AIM OF THE EXERCISE - The lines you return must be all those in the data that hold the string "gaps".
══ EXERCISE DATA
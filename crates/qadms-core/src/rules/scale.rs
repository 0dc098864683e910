//! `TOKENS_SCALE`: numeric scale health for spacing and typography.
//!
//! Per token: values must parse to a number and be positive. Per group:
//! the sorted unique positive values form a scale whose consecutive steps
//! are compared against the smallest and largest step.

use crate::rule::{Finding, RuleEvaluation, Severity, ViolationLog, object, token_evidence};
use crate::token::{CanonicalToken, CanonicalTokenModel, TokenGroup};
use regex::Regex;
use serde_json::{Value, json};
use std::collections::BTreeMap;
use std::sync::OnceLock;

pub const RULE_ID: &str = "TOKENS_SCALE";

pub const CODE_INVALID_NUMERIC_VALUE: &str = "INVALID_NUMERIC_VALUE";
pub const CODE_NON_POSITIVE_VALUE: &str = "NON_POSITIVE_VALUE";
pub const CODE_SCALE_GAP: &str = "SCALE_GAP";
pub const CODE_SCALE_COMPRESSION: &str = "SCALE_COMPRESSION";

pub const TARGET_GROUPS: [TokenGroup; 2] = [TokenGroup::Spacing, TokenGroup::Typography];

/// Minimum number of distinct values before step ratios mean anything.
const MIN_SCALE_LEN: usize = 3;
/// A step this many times the smallest step is a gap; a step at most
/// `1 / STEP_RATIO` of the largest is compressed.
const STEP_RATIO: f64 = 3.0;

fn numeric_re() -> &'static Regex {
    static RE: OnceLock<Regex> = OnceLock::new();
    RE.get_or_init(|| Regex::new(r"-?[0-9]+(?:\.[0-9]+)?").expect("numeric regex must compile"))
}

/// Extract a number from a token value.
///
/// Numbers are taken as-is, `{"$value": ..}`/`{"value": ..}` objects are
/// unwrapped, and strings yield their first ASCII decimal literal
/// (`"16px"` → 16). Literals too large for an `f64` are unparsable.
pub fn parse_numeric(value: &Value) -> Option<f64> {
    match value {
        Value::Number(number) => number.as_f64(),
        Value::Object(map) => map
            .get("$value")
            .or_else(|| map.get("value"))
            .and_then(parse_numeric),
        Value::String(text) => numeric_re()
            .find(text.trim())
            .and_then(|m| m.as_str().parse::<f64>().ok())
            .filter(|number| number.is_finite()),
        _ => None,
    }
}

pub fn evaluate_scale(model: &CanonicalTokenModel) -> RuleEvaluation {
    let mut log = ViolationLog::new(RULE_ID);
    for group in TARGET_GROUPS {
        evaluate_group(&mut log, model, group);
    }
    log.finish()
}

fn evaluate_group(log: &mut ViolationLog, model: &CanonicalTokenModel, group: TokenGroup) {
    // Positive values keyed by bit pattern: for positive floats bit order is
    // numeric order. The first token carrying a value represents it.
    let mut scale: BTreeMap<u64, (f64, &CanonicalToken)> = BTreeMap::new();

    for token in model.group(group) {
        let Some(number) = parse_numeric(&token.value) else {
            log.push(Finding {
                code: CODE_INVALID_NUMERIC_VALUE,
                severity: Severity::Medium,
                title: "Scale Token Is Not Numeric",
                description: "Scale checks require numeric token values.",
                evidence: token_evidence(token, json!({"raw_value": token.value})),
                fix_hint: object(json!({
                    "action": "set_numeric_value",
                    "group": group,
                    "suggested_value": 1,
                })),
            });
            continue;
        };

        if number <= 0.0 {
            let suggested = if number == 0.0 { json!(1) } else { json!(number.abs()) };
            log.push(Finding {
                code: CODE_NON_POSITIVE_VALUE,
                severity: Severity::High,
                title: "Scale Token Must Be Positive",
                description: "Scale token values should be greater than zero.",
                evidence: token_evidence(token, json!({"parsed_value": number})),
                fix_hint: object(json!({
                    "action": "set_positive_value",
                    "group": group,
                    "suggested_value": suggested,
                })),
            });
            continue;
        }

        scale.entry(number.to_bits()).or_insert((number, token));
    }

    if scale.len() < MIN_SCALE_LEN {
        return;
    }

    let steps: Vec<(f64, &CanonicalToken)> = scale.into_values().collect();
    let deltas: Vec<f64> = steps.windows(2).map(|pair| pair[1].0 - pair[0].0).collect();
    let min_delta = deltas.iter().copied().fold(f64::INFINITY, f64::min);
    let max_delta = deltas.iter().copied().fold(f64::NEG_INFINITY, f64::max);
    let has_variance = max_delta > min_delta;

    for (pair, &delta) in steps.windows(2).zip(&deltas) {
        let (lower, lower_token) = pair[0];
        let (upper, upper_token) = pair[1];

        if min_delta > 0.0 && delta >= min_delta * STEP_RATIO {
            log.push(Finding {
                code: CODE_SCALE_GAP,
                severity: Severity::Medium,
                title: "Large Scale Gap Detected",
                description: "Scale step jump is significantly larger than the smallest observed step.",
                evidence: token_evidence(
                    upper_token,
                    json!({
                        "lower_path": lower_token.path,
                        "lower_value": lower,
                        "upper_path": upper_token.path,
                        "upper_value": upper,
                        "delta": delta,
                        "smallest_delta": min_delta,
                    }),
                ),
                fix_hint: object(json!({
                    "action": "adjust_scale_step",
                    "group": group,
                    "suggested_delta": min_delta,
                    "between_values": [lower, upper],
                })),
            });
        }

        if has_variance && max_delta > 0.0 && delta <= max_delta / STEP_RATIO {
            log.push(Finding {
                code: CODE_SCALE_COMPRESSION,
                severity: Severity::Low,
                title: "Compressed Scale Step Detected",
                description: "Scale step is much smaller than the largest observed step.",
                evidence: token_evidence(
                    upper_token,
                    json!({
                        "lower_path": lower_token.path,
                        "lower_value": lower,
                        "upper_path": upper_token.path,
                        "upper_value": upper,
                        "delta": delta,
                        "largest_delta": max_delta,
                    }),
                ),
                fix_hint: object(json!({
                    "action": "normalize_scale_step",
                    "group": group,
                    "suggested_delta": max_delta,
                    "between_values": [lower, upper],
                })),
            });
        }
    }
}

#[cfg(test)]
mod tests {
    use super::*;
    use crate::rule::RuleStatus;

    fn spacing(name: &str, value: Value) -> CanonicalToken {
        CanonicalToken::new(
            TokenGroup::Spacing,
            format!("spacing.{name}"),
            name,
            "dimension",
            value,
        )
    }

    fn model(tokens: Vec<CanonicalToken>) -> CanonicalTokenModel {
        CanonicalTokenModel::new("manual_upload", tokens)
    }

    #[test]
    fn parses_numbers_strings_and_nested_values() {
        assert_eq!(parse_numeric(&json!(8)), Some(8.0));
        assert_eq!(parse_numeric(&json!("  12.5px ")), Some(12.5));
        assert_eq!(parse_numeric(&json!("-4rem")), Some(-4.0));
        assert_eq!(parse_numeric(&json!({"$value": "16px"})), Some(16.0));
        assert_eq!(parse_numeric(&json!({"value": {"value": 2}})), Some(2.0));
        assert_eq!(parse_numeric(&json!({"unit": "px"})), None);
        assert_eq!(parse_numeric(&json!("auto")), None);
        assert_eq!(parse_numeric(&json!([4])), None);
        assert_eq!(parse_numeric(&json!(true)), None);
    }

    #[test]
    fn only_ascii_digits_count_and_overflow_is_unparsable() {
        assert_eq!(parse_numeric(&json!("\u{0664}px or 8px")), Some(8.0));
        assert_eq!(parse_numeric(&json!("\u{0664}px")), None);
        assert_eq!(parse_numeric(&json!("9".repeat(400))), None);

        let result = evaluate_scale(&model(vec![
            spacing("a", json!(4)),
            spacing("b", json!(8)),
            spacing("huge", json!(format!("{}px", "9".repeat(400)))),
        ]));
        let codes: Vec<&str> = result.violations.iter().map(|v| v.code.as_str()).collect();
        assert_eq!(codes, vec![CODE_INVALID_NUMERIC_VALUE]);
        assert_eq!(result.violations[0].evidence["token_path"], "spacing.huge");
    }

    #[test]
    fn even_scale_passes() {
        let result = evaluate_scale(&model(vec![
            spacing("xs", json!(4)),
            spacing("sm", json!("8px")),
            spacing("md", json!(12)),
            spacing("lg", json!(16)),
        ]));
        assert_eq!(result.rule_id, RULE_ID);
        assert_eq!(result.status, RuleStatus::Pass);
    }

    #[test]
    fn large_jump_flags_single_gap_on_upper_token() {
        let result = evaluate_scale(&model(vec![
            spacing("a", json!(4)),
            spacing("b", json!(8)),
            spacing("c", json!(24)),
        ]));

        let gaps: Vec<_> = result.with_code(CODE_SCALE_GAP).collect();
        assert_eq!(gaps.len(), 1);
        let gap = gaps[0];
        assert_eq!(gap.severity, Severity::Medium);
        assert_eq!(gap.evidence["token_path"], "spacing.c");
        assert_eq!(gap.evidence["lower_path"], "spacing.b");
        assert_eq!(gap.evidence["upper_value"], json!(24.0));
        assert_eq!(gap.evidence["delta"], json!(16.0));
        assert_eq!(gap.evidence["smallest_delta"], json!(4.0));
        assert_eq!(gap.fix_hint["between_values"], json!([8.0, 24.0]));

        let compressed: Vec<_> = result.with_code(CODE_SCALE_COMPRESSION).collect();
        assert_eq!(compressed.len(), 1);
        assert_eq!(compressed[0].severity, Severity::Low);
        assert_eq!(compressed[0].evidence["token_path"], "spacing.b");
        assert_eq!(compressed[0].evidence["largest_delta"], json!(16.0));
    }

    #[test]
    fn invalid_and_non_positive_values_are_flagged() {
        let result = evaluate_scale(&model(vec![
            spacing("auto", json!("auto")),
            spacing("neg", json!(-2)),
            spacing("zero", json!("0px")),
        ]));

        assert_eq!(result.status, RuleStatus::Fail);
        let invalid: Vec<_> = result.with_code(CODE_INVALID_NUMERIC_VALUE).collect();
        assert_eq!(invalid.len(), 1);
        assert_eq!(invalid[0].evidence["raw_value"], "auto");
        assert_eq!(invalid[0].fix_hint["group"], "spacing");

        let non_positive: Vec<_> = result.with_code(CODE_NON_POSITIVE_VALUE).collect();
        assert_eq!(non_positive.len(), 2);
        assert!(non_positive.iter().all(|v| v.severity == Severity::High));
        assert_eq!(non_positive[0].fix_hint["suggested_value"], json!(2.0));
        assert_eq!(non_positive[1].fix_hint["suggested_value"], json!(1));
    }

    #[test]
    fn duplicate_values_collapse_before_sequence_checks() {
        let result = evaluate_scale(&model(vec![
            spacing("a", json!(4)),
            spacing("b", json!("4px")),
            spacing("c", json!(8)),
        ]));
        assert!(result.passed());
    }

    #[test]
    fn groups_are_evaluated_independently() {
        let typography = |name: &str, value: Value| {
            CanonicalToken::new(
                TokenGroup::Typography,
                format!("typography.{name}"),
                name,
                "dimension",
                value,
            )
        };
        let result = evaluate_scale(&model(vec![
            spacing("a", json!(4)),
            spacing("b", json!(8)),
            typography("sm", json!(12)),
            typography("md", json!(14)),
            typography("lg", json!(16)),
            CanonicalToken::new(TokenGroup::Radius, "radius.x", "x", "dimension", json!("none")),
        ]));
        assert!(result.passed());
    }

    #[test]
    fn violation_ids_number_across_groups() {
        let result = evaluate_scale(&model(vec![
            spacing("bad", json!("auto")),
            CanonicalToken::new(
                TokenGroup::Typography,
                "typography.bad",
                "bad",
                "dimension",
                json!(null),
            ),
        ]));
        let ids: Vec<&str> = result
            .violations
            .iter()
            .map(|v| v.violation_id.as_str())
            .collect();
        assert_eq!(ids, vec!["TOKENS_SCALE:1", "TOKENS_SCALE:2"]);
    }
}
════
SOLVED EXERCISE -
        let gaps: Vec<_> = result.with_code(CODE_SCALE_GAP).collect();
        assert_eq!(gaps.len(), 1);
        let gap = gaps[0];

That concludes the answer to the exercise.